Quelle: Google Cloud Platform

OpenShift 4.2 on Azure Preview

Introduction
In this blog we will be showing a video on how to get Red Hat OpenShift 4 installed on Microsoft Azure using the full stack automated method.. This method differs from the pre-existing infrastructure method, as the full stack automation gets your from zero to a full OpenShift deployment, creating all the required infrastructure components automatically.
Currently, installing OpenShift 4 on Azure is under tech preview. It won’t be supported until the GA release of OpenShift 4.2. This blog is meant for those who want to get a preview on what’s coming. Detailed instructions are below if you wish to follow along!

Prerequisites
It’s important that you get familiar with the general prerequisites by looking at the official documentation for OpenShift. There you can find specific details about the requirements and installation details for either full-stack automated or for pre-existing infrastructure deployments. I have broken up the prerequisites into sections and have marked those that are optional.
DNS
You will need to have a DNS domain already controlled by Azure. The OpenShift installer will configure DNS resolution (internal and external) for the cluster. This can be done by buying a domain on Azure or delegating a domain (or subdomain) to Azure. In either case, make sure the domain is set ahead of time.
During the install, you will be providing a $CLUSTERID. This ID will be used as part of the FQDN of the components created for your cluster. In other words, the ID will become part of your DNS name. For example, a domain of example.com and a $CLUSTERID of ocp4 will yield an OpenShift domain of ocp4.example.com for your cluster.
Choose wisely.
Azure CLI Tools (Optional)
It’s useful to install the Azure az CLI client. Although you can do all of what you need for Azure from the web UI, it’s helpful to have the CLI tool installed for debugging or streamlining the setup process.
Once you’ve installed the Azure CLI, you will need to login to set up the cli for access. Be sure to visit the Getting Started page for more information. Once set up, verify that you have a connection to your account with the following:
az account show

The output should look something like this
{
“environmentName”: “AzureCloud”,
“id”: “VVVVVVVV-VVVV-VVVV-VVVV-VVVVVVVVVVVV”,
“isDefault”: true,
“name”: “Microsoft Azure Account”,
“state”: “Enabled”,
“tenantId”: “WWWWWWWW-WWWW-WWWW-WWWW-WWWWWWWWWWWW”,
“user”: {
“name”: “user@email.com”,
“type”: “user”
}
}

Again, you don’t need the Azure CLI tool, but it does help.
OpenShift CLI Tools
In order to install and interact with OpenShift, you will need to download some CLI tools. These can be found by going to try.openshift.com and logging in with your Red Hat Customer Portal credentials. Click on Azure (note that it’s only Developer Preview currently). You will need to download the following:

The OpenShift Installer
The OpenShift CLI tools (includes oc and kubectl)
Download or copy your pull secret

You may need the “dev preview” binaries instead, as dev previews are always being updated. Always consult try.openshit.com for details.
Install
In this section I will be going over the installation of OpenShift 4.2 dev preview on Azure, with the assumption you have an Azure account and that you performed all of the prerequisites. I will be installing the following:

Installer will set up 3 Master nodes, 3 Worker nodes, and 1 bootstrap node.
I will be using az.redhatworkshops.io as my example domain.
I will be using openshift4 as my clusterid.
I am doing the install from a Linux host.
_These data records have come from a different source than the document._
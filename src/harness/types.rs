use crate::browser::BrowserError;

/// Classification of a completed test case
#[derive(Debug, Clone, Copy, PartialEq, Eq)]
pub enum TestStatus {
    /// The case's procedure completed without raising
    Passed,

    /// An explicit expectation about page content did not hold
    Failed,

    /// Any other fault during execution (lookup timeout, navigation error, ...)
    Errored,
}

impl TestStatus {
    /// The symbol shown in the report table
    pub fn symbol(&self) -> &'static str {
        match self {
            TestStatus::Passed => "✅",
            TestStatus::Failed => "❌",
            TestStatus::Errored => "⚠️",
        }
    }

    /// The label shown in the report table
    pub fn label(&self) -> &'static str {
        match self {
            TestStatus::Passed => "PASSED",
            TestStatus::Failed => "FAILED",
            TestStatus::Errored => "ERROR",
        }
    }
}

impl std::fmt::Display for TestStatus {
    fn fmt(&self, f: &mut std::fmt::Formatter<'_>) -> std::fmt::Result {
        write!(f, "{} {}", self.symbol(), self.label())
    }
}

/// The recorded result of running one test case.
///
/// Exactly one of these is produced per case per run; the message is empty
/// iff the case passed.
#[derive(Debug, Clone)]
pub struct TestOutcome {
    /// Name of the test case
    pub name: String,

    /// Pass/fail/error classification
    pub status: TestStatus,

    /// The failure or error description; empty on pass
    pub message: String,
}

/// Ordered, append-only record of all outcomes for a run
pub type Ledger = Vec<TestOutcome>;

/// Result type for test case procedures
pub type CaseResult<T> = Result<T, CaseError>;

/// A fault raised inside a test case's procedure
#[derive(Debug)]
pub enum CaseError {
    /// An expectation about page content did not hold; recorded as `Failed`
    Assertion(String),

    /// A fault while driving the browser; recorded as `Errored`
    Interaction(BrowserError),
}

impl std::fmt::Display for CaseError {
    fn fmt(&self, f: &mut std::fmt::Formatter<'_>) -> std::fmt::Result {
        match self {
            CaseError::Assertion(msg) => write!(f, "{}", msg),
            CaseError::Interaction(err) => write!(f, "{}", err),
        }
    }
}

impl std::error::Error for CaseError {
    fn source(&self) -> Option<&(dyn std::error::Error + 'static)> {
        match self {
            CaseError::Assertion(_) => None,
            CaseError::Interaction(err) => Some(err),
        }
    }
}

impl From<BrowserError> for CaseError {
    fn from(err: BrowserError) -> Self {
        CaseError::Interaction(err)
    }
}

// ============================================================================
// Expectation helpers
// ============================================================================

/// Assert that `marker` appears in the page text
pub fn expect_present(page: &str, marker: &str) -> CaseResult<()> {
    if page.contains(marker) {
        Ok(())
    } else {
        Err(CaseError::Assertion(format!(
            "expected \"{}\" in page",
            marker
        )))
    }
}

/// Assert that `marker` does not appear in the page text
pub fn expect_absent(page: &str, marker: &str) -> CaseResult<()> {
    if page.contains(marker) {
        Err(CaseError::Assertion(format!(
            "expected \"{}\" to be absent from page",
            marker
        )))
    } else {
        Ok(())
    }
}

/// Assert that at least one of `markers` appears in the page text
pub fn expect_any(page: &str, markers: &[&str]) -> CaseResult<()> {
    if markers.iter().any(|m| page.contains(m)) {
        Ok(())
    } else {
        Err(CaseError::Assertion(format!(
            "expected one of {:?} in page",
            markers
        )))
    }
}

#[cfg(test)]
mod tests {
    use super::*;
    use std::time::Duration;

    #[test]
    fn test_expect_present() {
        assert!(expect_present("Pendaftaran berhasil!", "Pendaftaran berhasil").is_ok());

        let err = expect_present("nothing here", "Pendaftaran berhasil").unwrap_err();
        assert!(matches!(err, CaseError::Assertion(_)));
        assert!(err.to_string().contains("Pendaftaran berhasil"));
    }

    #[test]
    fn test_expect_absent() {
        assert!(expect_absent("nothing here", "Selamat datang").is_ok());
        assert!(expect_absent("Selamat datang, user1", "Selamat datang").is_err());
    }

    #[test]
    fn test_expect_any() {
        let markers = ["Login gagal", "Password salah"];
        assert!(expect_any("... Password salah ...", &markers).is_ok());
        assert!(expect_any("... Login gagal ...", &markers).is_ok());

        let err = expect_any("welcome", &markers).unwrap_err();
        assert!(err.to_string().contains("Login gagal"));
    }

    #[test]
    fn test_case_error_from_browser_error() {
        let err: CaseError = BrowserError::Timeout {
            what: "#username".to_string(),
            waited: Duration::from_secs(10),
        }
        .into();
        assert!(matches!(err, CaseError::Interaction(_)));
        assert!(!err.to_string().is_empty());
    }

    #[test]
    fn test_status_labels() {
        assert_eq!(TestStatus::Passed.label(), "PASSED");
        assert_eq!(TestStatus::Failed.label(), "FAILED");
        assert_eq!(TestStatus::Errored.label(), "ERROR");
    }
}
Creating a Service Principal
A Service Principal needs to be created for the installer to use. Service Principal can be thought of as a “robot” account for automation on Azure. More information about Service Principals can be found using the Microsoft Docs. To create a service principal; run the following command:
az ad sp create-for-rbac –name chernand-azure-video-sp

When successful, it should output the information about the service principal. Save this information somewhere as the installer will need it to do the install. The information should look something like this.
{
“appId”: “ZZZZZZZZ-ZZZZ-ZZZZ-ZZZZ-ZZZZZZZZZZZZ”,
“displayName”: “chernand-azure-video-sp”,
“name”: “http://chernand-azure-video-sp”,
“password”: “XXXXXXXX-XXXX-XXXX-XXXX-XXXXXXXXXXXX”,
“tenant”: “YYYYYYYY-YYYY-YYYY-YYYY-YYYYYYYYYYYY”
}

Next, you need to give the service principal the right roles in order to properly install OpenShift. The service principal needs to have at least Contributor and User Access Administrator roles assigned in your subscription.
az role assignment create –assignee
ZZZZZZZZ-ZZZZ-ZZZZ-ZZZZ-ZZZZZZZZZZZZ –role Contributor
az role assignment create –assignee
ZZZZZZZZ-ZZZZ-ZZZZ-ZZZZ-ZZZZZZZZZZZZ –role “User Access Administrator”

NOTE: The UUID passed to –assignee is the appId in the output when you created the service principal.

In order to properly mint credentials for components in the cluster, your service principal needs to request for the following application permissions before you can deploy OpenShift on Azure: Azure Active Directory Graph -> Application.ReadWrite.OwnedBy
You can request permissions using the Azure portal or the Azure CLI. (You can read more about Azure Active Directory Permissions at the Microsoft Azure website)
az ad app permission add –id ZZZZZZZZ-ZZZZ-ZZZZ-ZZZZ-ZZZZZZZZZZZZ
–api 00000002-0000-0000-c000-000000000000
–api-permissions 824c81eb-e3f8-4ee6-8f6d-de7f50d565b7=Role

NOTE: The Application.ReadWrite.OwnedBy permission is granted to the application only after it is provided an “Admin Consent” by the tenant administrator. If you are the tenant administrator, you can run the following to grant this permission.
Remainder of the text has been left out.